Task objective: What is the number of lines in the records that contain "whole"? Give only that number.

Record excerpts:
"""

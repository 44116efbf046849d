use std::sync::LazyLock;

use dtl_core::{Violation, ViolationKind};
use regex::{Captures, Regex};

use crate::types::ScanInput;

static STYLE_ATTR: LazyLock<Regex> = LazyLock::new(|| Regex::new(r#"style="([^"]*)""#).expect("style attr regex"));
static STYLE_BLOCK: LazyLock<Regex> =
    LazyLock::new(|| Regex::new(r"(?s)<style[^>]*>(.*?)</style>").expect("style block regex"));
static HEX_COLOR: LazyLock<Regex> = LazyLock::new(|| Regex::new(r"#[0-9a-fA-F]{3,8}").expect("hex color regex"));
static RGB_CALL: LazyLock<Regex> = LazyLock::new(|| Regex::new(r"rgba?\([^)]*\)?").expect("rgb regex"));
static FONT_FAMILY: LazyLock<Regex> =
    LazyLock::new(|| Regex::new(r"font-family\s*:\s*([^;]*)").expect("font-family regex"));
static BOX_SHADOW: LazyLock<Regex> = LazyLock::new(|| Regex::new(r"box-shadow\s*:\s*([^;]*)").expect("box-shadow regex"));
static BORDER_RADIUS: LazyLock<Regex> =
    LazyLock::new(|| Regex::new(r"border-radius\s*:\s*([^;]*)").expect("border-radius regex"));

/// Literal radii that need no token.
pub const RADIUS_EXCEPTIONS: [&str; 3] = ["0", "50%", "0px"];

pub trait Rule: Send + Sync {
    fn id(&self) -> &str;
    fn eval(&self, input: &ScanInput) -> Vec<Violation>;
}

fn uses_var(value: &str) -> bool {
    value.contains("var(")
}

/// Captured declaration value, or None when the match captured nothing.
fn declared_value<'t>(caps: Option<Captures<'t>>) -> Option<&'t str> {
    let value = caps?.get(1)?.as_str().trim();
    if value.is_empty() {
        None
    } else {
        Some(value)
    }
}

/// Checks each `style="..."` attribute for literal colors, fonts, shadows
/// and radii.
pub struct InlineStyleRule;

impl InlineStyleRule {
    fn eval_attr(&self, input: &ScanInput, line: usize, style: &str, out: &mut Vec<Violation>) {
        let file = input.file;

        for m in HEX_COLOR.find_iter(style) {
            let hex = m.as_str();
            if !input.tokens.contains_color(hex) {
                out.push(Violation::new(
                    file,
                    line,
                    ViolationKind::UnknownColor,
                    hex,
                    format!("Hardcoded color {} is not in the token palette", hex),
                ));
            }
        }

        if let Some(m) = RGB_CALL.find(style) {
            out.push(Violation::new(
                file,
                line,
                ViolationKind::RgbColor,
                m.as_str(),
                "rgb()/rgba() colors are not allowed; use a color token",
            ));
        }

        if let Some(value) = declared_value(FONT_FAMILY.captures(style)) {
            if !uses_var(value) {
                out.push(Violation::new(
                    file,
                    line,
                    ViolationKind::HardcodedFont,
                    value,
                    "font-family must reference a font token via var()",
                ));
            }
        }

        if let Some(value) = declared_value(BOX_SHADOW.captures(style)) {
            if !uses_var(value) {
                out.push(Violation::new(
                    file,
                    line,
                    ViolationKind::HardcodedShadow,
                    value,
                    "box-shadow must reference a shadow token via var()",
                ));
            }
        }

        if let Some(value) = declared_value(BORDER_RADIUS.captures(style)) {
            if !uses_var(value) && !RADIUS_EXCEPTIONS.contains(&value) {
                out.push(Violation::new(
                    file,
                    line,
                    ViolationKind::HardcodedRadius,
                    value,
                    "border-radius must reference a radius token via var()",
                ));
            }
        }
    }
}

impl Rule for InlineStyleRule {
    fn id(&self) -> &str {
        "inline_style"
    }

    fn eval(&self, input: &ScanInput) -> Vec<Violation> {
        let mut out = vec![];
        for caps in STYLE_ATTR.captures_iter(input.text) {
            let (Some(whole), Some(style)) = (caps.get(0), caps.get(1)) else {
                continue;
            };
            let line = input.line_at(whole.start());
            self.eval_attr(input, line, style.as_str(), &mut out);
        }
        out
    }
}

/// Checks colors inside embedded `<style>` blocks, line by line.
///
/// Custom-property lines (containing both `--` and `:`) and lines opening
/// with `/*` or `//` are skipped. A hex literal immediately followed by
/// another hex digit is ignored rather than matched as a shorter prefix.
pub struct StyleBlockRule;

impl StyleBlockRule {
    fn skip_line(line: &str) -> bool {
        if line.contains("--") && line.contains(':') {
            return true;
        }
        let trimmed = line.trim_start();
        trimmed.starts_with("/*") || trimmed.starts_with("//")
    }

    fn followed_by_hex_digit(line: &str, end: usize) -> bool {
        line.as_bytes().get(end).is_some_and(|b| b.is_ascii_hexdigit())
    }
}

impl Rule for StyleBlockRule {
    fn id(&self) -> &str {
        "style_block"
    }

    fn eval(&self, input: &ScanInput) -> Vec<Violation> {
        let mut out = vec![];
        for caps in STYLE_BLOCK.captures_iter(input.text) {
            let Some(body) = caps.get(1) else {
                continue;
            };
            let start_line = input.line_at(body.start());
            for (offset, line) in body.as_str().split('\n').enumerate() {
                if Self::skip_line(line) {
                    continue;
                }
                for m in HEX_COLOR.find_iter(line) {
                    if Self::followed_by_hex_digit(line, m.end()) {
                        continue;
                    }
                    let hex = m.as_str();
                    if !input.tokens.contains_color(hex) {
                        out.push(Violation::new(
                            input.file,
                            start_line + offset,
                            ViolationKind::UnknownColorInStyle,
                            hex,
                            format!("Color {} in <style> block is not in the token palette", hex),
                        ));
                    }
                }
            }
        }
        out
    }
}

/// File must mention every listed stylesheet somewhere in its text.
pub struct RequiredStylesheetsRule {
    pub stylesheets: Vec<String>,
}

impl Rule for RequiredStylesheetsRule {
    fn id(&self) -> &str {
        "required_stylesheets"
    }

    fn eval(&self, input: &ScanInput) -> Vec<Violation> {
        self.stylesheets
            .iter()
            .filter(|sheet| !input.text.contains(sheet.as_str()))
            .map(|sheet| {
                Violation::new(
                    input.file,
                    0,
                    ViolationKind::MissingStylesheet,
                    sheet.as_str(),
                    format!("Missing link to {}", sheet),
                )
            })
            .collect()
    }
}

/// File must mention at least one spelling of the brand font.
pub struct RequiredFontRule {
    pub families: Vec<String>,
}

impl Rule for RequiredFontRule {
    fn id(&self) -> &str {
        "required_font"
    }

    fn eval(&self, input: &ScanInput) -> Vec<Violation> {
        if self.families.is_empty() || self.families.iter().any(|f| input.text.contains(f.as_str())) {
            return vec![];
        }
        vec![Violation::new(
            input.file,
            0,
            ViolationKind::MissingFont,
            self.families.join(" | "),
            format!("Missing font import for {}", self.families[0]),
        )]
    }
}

"""

Result of the task: 2